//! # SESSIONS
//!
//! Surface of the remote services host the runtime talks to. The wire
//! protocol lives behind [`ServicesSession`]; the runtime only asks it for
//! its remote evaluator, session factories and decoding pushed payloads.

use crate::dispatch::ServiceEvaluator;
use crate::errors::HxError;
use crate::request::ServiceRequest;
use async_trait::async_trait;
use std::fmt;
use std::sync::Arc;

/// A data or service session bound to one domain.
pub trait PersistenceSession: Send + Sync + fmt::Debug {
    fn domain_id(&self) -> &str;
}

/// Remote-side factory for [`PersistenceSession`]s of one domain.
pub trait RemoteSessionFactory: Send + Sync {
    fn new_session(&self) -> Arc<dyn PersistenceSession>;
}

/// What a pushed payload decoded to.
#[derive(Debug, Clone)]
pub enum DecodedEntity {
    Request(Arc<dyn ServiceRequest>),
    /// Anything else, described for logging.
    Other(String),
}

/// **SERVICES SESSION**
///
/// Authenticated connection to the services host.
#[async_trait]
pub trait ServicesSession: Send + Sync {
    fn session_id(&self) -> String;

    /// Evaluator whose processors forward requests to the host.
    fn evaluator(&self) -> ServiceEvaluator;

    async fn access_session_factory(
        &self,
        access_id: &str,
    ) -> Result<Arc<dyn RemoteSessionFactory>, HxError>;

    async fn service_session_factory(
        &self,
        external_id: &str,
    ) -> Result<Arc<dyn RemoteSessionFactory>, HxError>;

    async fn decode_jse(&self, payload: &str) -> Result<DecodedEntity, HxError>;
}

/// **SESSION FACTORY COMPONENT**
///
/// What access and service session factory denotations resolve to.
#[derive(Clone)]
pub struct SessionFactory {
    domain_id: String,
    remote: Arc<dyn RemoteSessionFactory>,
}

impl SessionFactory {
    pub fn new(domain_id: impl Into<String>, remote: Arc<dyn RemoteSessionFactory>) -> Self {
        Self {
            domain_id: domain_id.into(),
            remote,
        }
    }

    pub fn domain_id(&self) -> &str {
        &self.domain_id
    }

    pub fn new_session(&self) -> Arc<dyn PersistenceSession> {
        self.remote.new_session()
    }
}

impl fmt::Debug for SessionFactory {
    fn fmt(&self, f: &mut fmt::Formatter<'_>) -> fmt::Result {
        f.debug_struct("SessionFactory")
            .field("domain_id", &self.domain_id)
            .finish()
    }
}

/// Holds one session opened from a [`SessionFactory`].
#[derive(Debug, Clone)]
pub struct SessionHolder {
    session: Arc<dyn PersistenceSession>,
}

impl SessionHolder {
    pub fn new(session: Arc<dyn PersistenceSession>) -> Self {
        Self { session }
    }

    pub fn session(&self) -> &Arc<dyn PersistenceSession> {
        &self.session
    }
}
...
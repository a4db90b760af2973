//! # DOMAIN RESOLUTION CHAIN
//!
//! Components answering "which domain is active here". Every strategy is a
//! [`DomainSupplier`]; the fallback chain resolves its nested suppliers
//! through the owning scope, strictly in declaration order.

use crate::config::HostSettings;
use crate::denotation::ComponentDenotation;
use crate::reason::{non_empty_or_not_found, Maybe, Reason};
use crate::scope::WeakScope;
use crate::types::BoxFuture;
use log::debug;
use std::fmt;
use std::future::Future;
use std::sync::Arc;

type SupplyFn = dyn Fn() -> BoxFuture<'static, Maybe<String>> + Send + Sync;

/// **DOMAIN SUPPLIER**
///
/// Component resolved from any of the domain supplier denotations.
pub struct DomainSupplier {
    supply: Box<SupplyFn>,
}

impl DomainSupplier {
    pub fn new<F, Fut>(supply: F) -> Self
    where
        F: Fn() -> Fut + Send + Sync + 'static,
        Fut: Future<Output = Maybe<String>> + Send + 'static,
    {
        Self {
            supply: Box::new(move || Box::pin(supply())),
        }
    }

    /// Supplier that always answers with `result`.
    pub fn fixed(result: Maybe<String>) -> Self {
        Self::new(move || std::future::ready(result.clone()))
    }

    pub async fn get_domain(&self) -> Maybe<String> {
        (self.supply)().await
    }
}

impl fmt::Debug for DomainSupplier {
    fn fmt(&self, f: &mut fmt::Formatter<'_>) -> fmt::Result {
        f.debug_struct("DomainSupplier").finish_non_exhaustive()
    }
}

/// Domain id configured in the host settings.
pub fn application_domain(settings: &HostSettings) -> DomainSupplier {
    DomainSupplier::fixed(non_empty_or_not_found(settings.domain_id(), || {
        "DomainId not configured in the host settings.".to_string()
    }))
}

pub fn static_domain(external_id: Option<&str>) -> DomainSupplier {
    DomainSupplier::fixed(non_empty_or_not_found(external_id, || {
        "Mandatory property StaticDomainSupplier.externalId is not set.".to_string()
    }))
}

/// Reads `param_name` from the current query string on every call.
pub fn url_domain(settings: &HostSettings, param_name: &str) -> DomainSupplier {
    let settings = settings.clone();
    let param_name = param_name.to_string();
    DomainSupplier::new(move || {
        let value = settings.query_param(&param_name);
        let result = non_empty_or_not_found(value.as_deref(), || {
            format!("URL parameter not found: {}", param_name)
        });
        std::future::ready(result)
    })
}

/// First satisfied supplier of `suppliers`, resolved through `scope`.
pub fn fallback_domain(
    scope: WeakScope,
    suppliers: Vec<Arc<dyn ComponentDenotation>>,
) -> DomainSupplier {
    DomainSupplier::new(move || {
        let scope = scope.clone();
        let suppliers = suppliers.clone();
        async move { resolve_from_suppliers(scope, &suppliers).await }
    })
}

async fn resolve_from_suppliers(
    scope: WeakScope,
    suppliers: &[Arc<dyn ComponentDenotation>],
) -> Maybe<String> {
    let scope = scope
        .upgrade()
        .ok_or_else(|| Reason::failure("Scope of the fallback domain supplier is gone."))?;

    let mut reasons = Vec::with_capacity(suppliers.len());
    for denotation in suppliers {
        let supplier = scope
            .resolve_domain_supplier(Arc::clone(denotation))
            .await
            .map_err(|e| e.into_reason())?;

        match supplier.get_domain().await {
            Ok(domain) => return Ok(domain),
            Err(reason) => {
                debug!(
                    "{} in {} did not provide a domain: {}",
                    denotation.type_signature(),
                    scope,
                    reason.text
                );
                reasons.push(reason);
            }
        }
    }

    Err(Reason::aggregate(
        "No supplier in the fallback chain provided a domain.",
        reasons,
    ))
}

Activity -> When the word "crate" occurs in a line above, list that line.

Written response ->
use crate::dispatch::ServiceEvaluator;
use crate::errors::HxError;
use crate::request::ServiceRequest;
use crate::config::HostSettings;
use crate::denotation::ComponentDenotation;
use crate::reason::{non_empty_or_not_found, Maybe, Reason};
use crate::scope::WeakScope;
use crate::types::BoxFuture;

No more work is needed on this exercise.